[Date Prev][Date Next][Thread Prev][Thread Next][Date Index][Thread Index]

Re: SGML transfer format for discussion



Kate Ord wrote:
> 
> In support of the implementation of the Metadata Guidelines, the ANZLIC
> Working Group on Metadata has developed an SGML transfer format for discussion
> and comment.

Unsurprisingly, metadata got a reasonable work-out at the 
Australian WWW Technical Conference convened by DSTC in Brisbane 
last week ( http://www.dstc.edu.au/aw3tc/ ).  The general focus 
was on "Dublin Core" and its decendents and refinements.  
A couple of papers were presented which also included 
geographic data in case studies (Boston, Cox).  
My understanding of the current state-of-play/expectations 
about how this will all be implemented contains the following layers:

various metadata semantics (DC, ANZLIC, FGDC ... and combos)
expressed using PICS-ng ("next generation", believe it or not!) 
	(attribute,value) syntax
encoded variously - but XML looks like getting the guernsey 
	as the main human-readable/web-retrievable format, 
	with z39.50 gateways providing compatibility with that universe. 

I like the look of XML - it is another metalanguage like SGML, 
but is more restricted/prescriptive than SGML so parsers will 
be easier to implement etc, but of course being a metalanguage 
it is much richer than HTML.  It looks very familiar to anyone 
who has written HTML.  (Apparently Micro$oft are 
planning to move to XML as their native document format for 
applications, including MSWord!  Sun's documentation has 
already switched.  Imagine, those guys getting together ...)

I can forsee a situation where it would be convenient to use 
XML for all web document storage, including cases of both 
embedded or detached metadata.  Linking mechanisms for XML 
are being very carefully designed.  An HTTP server could then be 
configured to process a document in response to the needs of the client
- 
eg
* a "conventional" HTML document could be generated, or
* a PICS description of the document served, which might encode
	* a Dublin Core description, &/or
	* an ANZLIC description
extracted from the doc, and expressed again in XML syntax
Specific terms _may_ be equivalent between DC, ANZLIC, etc, in 
which case they may only need to be stored once in the source 
document, and mappings would be made using DSSL type processing 
instructions, depending on what was requested.  

At the client, XML coming in will also be processed by 
an XML parser, with reference to the specified XML DTD.  

To be honest, I'm still a little woolly about why the PICS 
layer is inserted - it would not be hard to just encode 
ANZLIC etc in XML without worrying about the extra mapping, 
but everyone is talking PICS for general metadata, so I guess 
there is some compatibility issue here.  

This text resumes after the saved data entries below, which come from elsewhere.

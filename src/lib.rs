// Copyright 2025 Open Nexus OS Contributors
// SPDX-License-Identifier: Apache-2.0

//! User-space fork with copy-on-write page sharing.
//!
//! The host kernel exposes page-granular virtual-memory primitives as system
//! calls ([`sys::HostKernel`]) together with a read-only mirrored view of the
//! calling process's page tables. On top of that surface this crate builds:
//!
//! - a per-page duplication policy ([`fork::duplicate_page`]),
//! - a COW write-fault handler ([`fault::handle_write_fault`]),
//! - a fork orchestrator ([`fork::fork`]) that duplicates the full user
//!   address range lazily and activates the child only once every eligible
//!   page has been processed.
//!
//! The governing invariant is that no two processes ever hold simultaneous
//! writable access to the same physical frame. It is maintained without
//! locks: each process mutates only its own page-table view through the
//! syscall interface, and every individual syscall is atomic with respect to
//! the address space it touches.
//!
//! [`sim::SimKernel`] is a pure in-memory model of the host kernel used by
//! the test suite and usable as a reference for embedders.

#![no_std]
#![forbid(clippy::unwrap_used)]

extern crate alloc;

pub mod fault;
pub mod fork;
pub mod layout;
pub mod pte;
pub mod sim;
pub mod sys;
pub mod types;

pub use fault::{handle_write_fault, FaultError};
pub use fork::{duplicate_page, fork, ForkError, ForkOutcome, Task};
pub use pte::{FaultCause, PageFlags, PtEntry};
pub use sys::{AccessError, Fault, HostKernel, SysError};
pub use types::{PageNum, Pid, UpcallEntry, VirtAddr};
// Copyright 2025 Open Nexus OS Contributors
// SPDX-License-Identifier: Apache-2.0

//! CONTEXT: Fork orchestrator and per-page duplication policy
//! PUBLIC API: fork, duplicate_page, ForkOutcome, ForkError, Task
//! DEPENDS_ON: fault::ENTRY, layout, sys::HostKernel
//! INVARIANTS: no PTE ever holds COW and WRITABLE together; the child is
//!     marked runnable only after every eligible page has been processed; the
//!     exception stack is provisioned privately, never through the policy

use core::fmt;

use log::debug;

use crate::fault;
use crate::layout::{EXC_STACK_BASE, PAGES_PER_DIR, PAGE_SIZE, USER_STACK_TOP};
use crate::pte::PageFlags;
use crate::sys::{HostKernel, SysError};
use crate::types::{PageNum, Pid, VirtAddr};

/// Which side of a fork the caller is resuming on.
#[derive(Debug, Clone, Copy, PartialEq, Eq)]
pub enum ForkOutcome {
    /// Resuming in the original process; carries the child's pid.
    Parent(Pid),
    /// Resuming in the newly created process.
    Child,
}

/// Fatal conditions raised while forking.
///
/// No rollback of partial duplication is attempted: address-space consistency
/// cannot be certified mid-failure, so the caller must treat these as a hard
/// stop. The orchestrator does guarantee the child was never marked runnable.
#[must_use = "fork errors are fatal and must stop the process"]
#[derive(Debug, Clone, Copy, PartialEq, Eq)]
pub enum ForkError {
    /// Registering the caller's fault upcall failed.
    Upcall(SysError),
    /// Process creation failed; no child exists and the caller is unchanged.
    Create(SysError),
    /// Duplicating `pn` into the child failed.
    Duplicate { pn: PageNum, err: SysError },
    /// Provisioning the child's private exception stack failed.
    ExceptionStack(SysError),
    /// Registering the child's fault upcall failed.
    ChildUpcall(SysError),
    /// The child could not be marked runnable.
    SetRunnable(SysError),
}

impl fmt::Display for ForkError {
    fn fmt(&self, f: &mut fmt::Formatter<'_>) -> fmt::Result {
        match self {
            Self::Upcall(err) => write!(f, "upcall registration failed: {}", err),
            Self::Create(err) => write!(f, "process creation failed: {}", err),
            Self::Duplicate { pn, err } => write!(f, "duplicating {} failed: {}", pn, err),
            Self::ExceptionStack(err) => write!(f, "exception-stack setup failed: {}", err),
            Self::ChildUpcall(err) => write!(f, "child upcall registration failed: {}", err),
            Self::SetRunnable(err) => write!(f, "activating the child failed: {}", err),
        }
    }
}

/// Per-execution-context self-identity handle.
///
/// Holds the process's own identifier instead of a process-wide mutable
/// global keyed by pid. Fork repairs it on the child side, where the cached
/// value still names the parent.
#[derive(Debug, Clone, Copy, PartialEq, Eq)]
pub struct Task {
    pid: Pid,
}

impl Task {
    /// Captures the identity of the calling process.
    pub fn current<K: HostKernel>(kernel: &K) -> Self {
        Self { pid: kernel.current_pid() }
    }

    /// The process this execution context belongs to.
    pub fn pid(&self) -> Pid {
        self.pid
    }
}

/// Duplicates the caller's page `pn` into `target` at the same virtual
/// address.
///
/// `pn` must name a page that is present and user-accessible in the caller's
/// own address space; fork filters pages before invoking the policy and the
/// policy does not re-validate.
///
/// If the source mapping is writable or COW, the frame is installed on both
/// sides as `{PRESENT, USER, COW}`. The caller-side re-install happens even
/// when the source was already COW: the COW tag alone does not certify the
/// absence of WRITABLE, and the re-install is the only step that does.
/// A read-only, non-COW source is installed with its permissions unchanged:
/// true sharing, since neither side can mutate the frame.
pub fn duplicate_page<K: HostKernel>(
    kernel: &mut K,
    target: Pid,
    pn: PageNum,
) -> Result<(), SysError> {
    let va = pn.base_addr();
    let src = kernel.pte(pn);

    if src.is_writable() || src.is_cow() {
        let shared = PageFlags::PRESENT | PageFlags::USER | PageFlags::COW;
        kernel.page_map(Pid::SELF, va, target, va, shared)?;
        kernel.page_map(Pid::SELF, va, Pid::SELF, va, shared)?;
    } else {
        let perms = src.flags() & PageFlags::SYSCALL_PERMS;
        kernel.page_map(Pid::SELF, va, target, va, perms)?;
    }
    Ok(())
}

/// User-level fork with copy-on-write.
///
/// Conceptually returns twice: [`ForkOutcome::Parent`] in the calling
/// process and [`ForkOutcome::Child`] in the new one. Duplication runs
/// entirely in the parent; the child only repairs its self-identity. Every
/// failure is fatal ([`ForkError`]) and leaves the child, if it exists,
/// never marked runnable.
pub fn fork<K: HostKernel>(kernel: &mut K, task: &mut Task) -> Result<ForkOutcome, ForkError> {
    // Safe to repeat across forks by a long-lived process.
    kernel.set_fault_upcall(Pid::SELF, fault::ENTRY).map_err(ForkError::Upcall)?;

    let child = kernel.process_create().map_err(ForkError::Create)?;
    if child.is_self() {
        // Executing as the new process. The parent did all duplication;
        // only the cached self-identity still names the parent.
        task.pid = kernel.current_pid();
        return Ok(ForkOutcome::Child);
    }

    // Share every present, user-accessible page below the user stack top.
    // The exception stack lies above this bound and is never duplicated. An
    // absent directory entry covers a whole span of absent pages, so the walk
    // advances span-wise through unpopulated regions.
    let limit = USER_STACK_TOP / PAGE_SIZE;
    let mut raw = 0;
    while raw < limit {
        let pn = PageNum::from_raw(raw);
        if !kernel.pde(pn).is_present() {
            raw = (raw / PAGES_PER_DIR + 1) * PAGES_PER_DIR;
            continue;
        }
        let pte = kernel.pte(pn);
        if pte.is_present() && pte.is_user() {
            duplicate_page(kernel, child, pn).map_err(|err| ForkError::Duplicate { pn, err })?;
        }
        raw += 1;
    }

    // Fresh private page for the child's exception stack: the child's
    // handler must be able to run the instant its first COW fault arrives.
    let private = PageFlags::PRESENT | PageFlags::USER | PageFlags::WRITABLE;
    kernel
        .page_alloc(child, VirtAddr::new(EXC_STACK_BASE), private)
        .map_err(ForkError::ExceptionStack)?;
    kernel.set_fault_upcall(child, fault::ENTRY).map_err(ForkError::ChildUpcall)?;

    // Only now does the child become eligible for execution.
    kernel.set_runnable(child, true).map_err(ForkError::SetRunnable)?;

    debug!(target: "fork", "child {} runnable", child);
    Ok(ForkOutcome::Parent(child))
}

Anyway - I guess my main messages are that 
(i) HTML will be superceded for information storage - 
though it may persist as a presentation language;
(ii) along with this, the <meta > HTML element 
(always a kludge, particularly as it was so flexible 
that it was difficult to control and ensure validity) 
will be superceded by XML "containers", customised 
for the particular metadata semantics;   
(ii) for web applications SGML DTD's will be a thing 
of the past, to be superceded by XML DTD's, which look 
very similar, but are easier to write.  

If anyone spots errors here, please shout!  
-- 
__________________________________________________
Dr Simon Cox - Australian Geodynamics Cooperative Research Centre
CSIRO Exploration & Mining, PO Box 437, Nedlands, WA 6009 Australia
T:  +61 8 9389 8421   F:  +61 8 9389 1906   simon@ned.dem.csiro.au
http://www.ned.dem.csiro.au/unrestricted/people/CoxSimon/